Comment by lhl

25 days ago

I was a bit interested to do a replication and see if better harness could avoid some of the problems they ran w/ context management, poor instruction following, etc and it looks like yes, it's definitely possible.

Here's my repo: https://github.com/lhl/claudecycles-revisited

I used Codex w/ 5.2 xhigh and a relatively simple AGENTS.md - I have some session-analysis as well. The original replication was 47 minutes, then another 30 minutes of gap filling, and finally about 30 minutes of writing an extension to take the work a bit further, with Claude Code Opus 4.6 doing some documentation cleanup and verification.

4 comments

lhl

pushedx 25 days ago

As described in the readme of your repo (did you read it?) your agent found the Knuth paper located one directory level above its working directory.

So, you didn't produce a replication in 47 minutes, it just took around 30 minutes for your agent to find that you had the answer in a PDF in a nearby directory.

antonly 25 days ago

I wonder how common of a problem this will be in the future.
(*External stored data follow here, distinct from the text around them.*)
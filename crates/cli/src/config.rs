//! Project configuration loaded from `crossmake.toml`.
//!
//! Every field is optional. A missing file is the same as an empty one: the
//! artifact is named after the project directory and every supported
//! platform is built with the `go` toolchain.

use std::path::{Path, PathBuf};
use std::sync::Arc;

use crossmake_lib::name::{DEFAULT_POSTFIX, TemplateError};
use crossmake_lib::{
  CompileTarget, NameTemplate, NamedTarget, Platform, PlatformError, PlatformSet, Suite, TargetError, Toolchain,
  Version,
};
use serde::Deserialize;
use thiserror::Error;
use tracing::{debug, warn};

/// Default configuration file name.
pub const CONFIG_FILE: &str = "crossmake.toml";

/// Base name used when neither the config nor the project directory gives one.
const FALLBACK_NAME: &str = "app";

#[derive(Debug, Error)]
pub enum ConfigError {
  #[error("failed to read {path}: {source}")]
  Read {
    path: PathBuf,
    #[source]
    source: std::io::Error,
  },

  #[error("failed to parse {path}: {source}")]
  Parse {
    path: PathBuf,
    #[source]
    source: toml::de::Error,
  },

  #[error("platform entry \"{0}\" is not of the form os/arch")]
  PlatformEntry(String),

  #[error(transparent)]
  Platform(#[from] PlatformError),

  #[error("invalid name template: {0}")]
  Template(#[from] TemplateError),

  #[error(transparent)]
  Target(#[from] TargetError),
}

/// Overrides for how the compiler is invoked.
#[derive(Debug, Clone, Default, Deserialize)]
#[serde(default, deny_unknown_fields)]
pub struct ToolchainConfig {
  pub program: Option<String>,
  pub build_args: Option<Vec<String>>,
  pub os_var: Option<String>,
  pub arch_var: Option<String>,
}

impl ToolchainConfig {
  fn to_toolchain(&self) -> Toolchain {
    let default = Toolchain::default();
    Toolchain {
      program: self.program.clone().unwrap_or(default.program),
      build_args: self.build_args.clone().unwrap_or(default.build_args),
      os_var: self.os_var.clone().unwrap_or(default.os_var),
      arch_var: self.arch_var.clone().unwrap_or(default.arch_var),
    }
  }
}

#[derive(Debug, Clone, Default, Deserialize)]
#[serde(default, deny_unknown_fields)]
pub struct ProjectConfig {
  /// Base artifact name.
  pub name: Option<String>,
  /// Platforms to build, as `os/arch`.
  pub platforms: Option<Vec<String>>,
  /// Variable the version is linked into, e.g. `main.version`.
  pub version_variable: Option<String>,
  /// Extra compiler flags.
  pub build_flags: Vec<String>,
  /// Postfix template appended to the base name.
  pub name_template: Option<String>,
  pub toolchain: ToolchainConfig,
}

impl ProjectConfig {
  /// Load the config at `path`, or the default config if it does not exist.
  pub fn load_or_default(path: &Path) -> Result<Self, ConfigError> {
    if !path.exists() {
      debug!(path = %path.display(), "no config file, using defaults");
      return Ok(Self::default());
    }

    let content = std::fs::read_to_string(path).map_err(|source| ConfigError::Read {
      path: path.to_path_buf(),
      source,
    })?;
    Self::parse(&content).map_err(|source| ConfigError::Parse {
      path: path.to_path_buf(),
      source,
    })
  }

  pub fn parse(content: &str) -> Result<Self, toml::de::Error> {
    toml::from_str(content)
  }

  /// The configured base name, or the name of `project_dir`.
  pub fn base_name(&self, project_dir: &Path) -> String {
    if let Some(name) = &self.name {
      return name.clone();
    }

    std::fs::canonicalize(project_dir)
      .ok()
      .and_then(|dir| dir.file_name().map(|n| n.to_string_lossy().into_owned()))
      .unwrap_or_else(|| FALLBACK_NAME.to_string())
  }

  /// The platforms to build. Each entry must be in the supported catalog.
  pub fn platform_set(&self) -> Result<PlatformSet, ConfigError> {
    let Some(entries) = &self.platforms else {
      return Ok(PlatformSet::supported());
    };

    entries
      .iter()
      .map(|entry| {
        let (os, arch) = entry
          .split_once('/')
          .ok_or_else(|| ConfigError::PlatformEntry(entry.clone()))?;
        Ok(Platform::parse(os.trim(), arch.trim())?)
      })
      .collect()
  }

  /// The artifact name template for the project in `project_dir`.
  pub fn name_template(&self, project_dir: &Path) -> Result<NameTemplate, ConfigError> {
    let postfix = self.name_template.as_deref().unwrap_or(DEFAULT_POSTFIX);
    let template = NameTemplate::with_postfix(&self.base_name(project_dir), postfix);
    template.validate()?;
    Ok(template)
  }

  /// The compile target every per-platform target is copied from.
  ///
  /// `platform` is only a placeholder; it is replaced on expansion.
  pub fn base_target(
    &self,
    project_dir: &Path,
    platform: Platform,
    version: Option<Version>,
  ) -> Result<CompileTarget, ConfigError> {
    let mut target = CompileTarget::new(self.name_template(project_dir)?, platform)
      .with_build_flags(self.build_flags.clone())
      .with_toolchain(self.toolchain.to_toolchain());

    if let Some(variable) = &self.version_variable {
      target = target.with_version_variable(variable);
    }
    if let Some(version) = version {
      target = target.with_version(version);
    }
    Ok(target)
  }

  /// Build a suite with a build and a clean target per configured platform.
  ///
  /// The default artifact name and the version both come from `project_dir`.
  /// The version is only looked up when a version variable is configured; a
  /// failed lookup builds without one.
  pub async fn suite(&self, project_dir: &Path) -> Result<Suite, ConfigError> {
    let platforms = self.platform_set()?;

    let version = match &self.version_variable {
      Some(_) => match Version::from_git(project_dir).await {
        Ok(version) => Some(version),
        Err(e) => {
          warn!(error = %e, "could not determine version, building without one");
          None
        }
      },
      None => None,
    };

    let mut suite = Suite::new(platforms.clone());
    let Some(first) = platforms.iter().next() else {
      return Ok(suite);
    };

    let base = self.base_target(project_dir, *first, version)?;
    let mut targets: Vec<Arc<dyn NamedTarget>> = Vec::new();
    for target in base.for_platforms(&platforms) {
      targets.push(Arc::new(target.clean_target()?));
      targets.push(Arc::new(target));
    }
    suite.register_all_dyn(targets);

    debug!(targets = ?suite.target_names(), "suite populated");
    Ok(suite)
  }
}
The experiment will fail due to improper setup, the human will at best glance over the logs and declare victory, and everyone just believes.
lhl 23 days ago

Yes, I read it and specifically pointed it out (that's why there are 3 hours of interactive logs). There are 4 other runs pushed now so you can see what actual clean room runs for 5.2 xhigh, 5.3-Codex xhigh, 5.4 xhigh, and Opus 4.6 ultrathink look like: https://github.com/lhl/claudecycles-revisited/blob/main/COMP... as well as the baseline.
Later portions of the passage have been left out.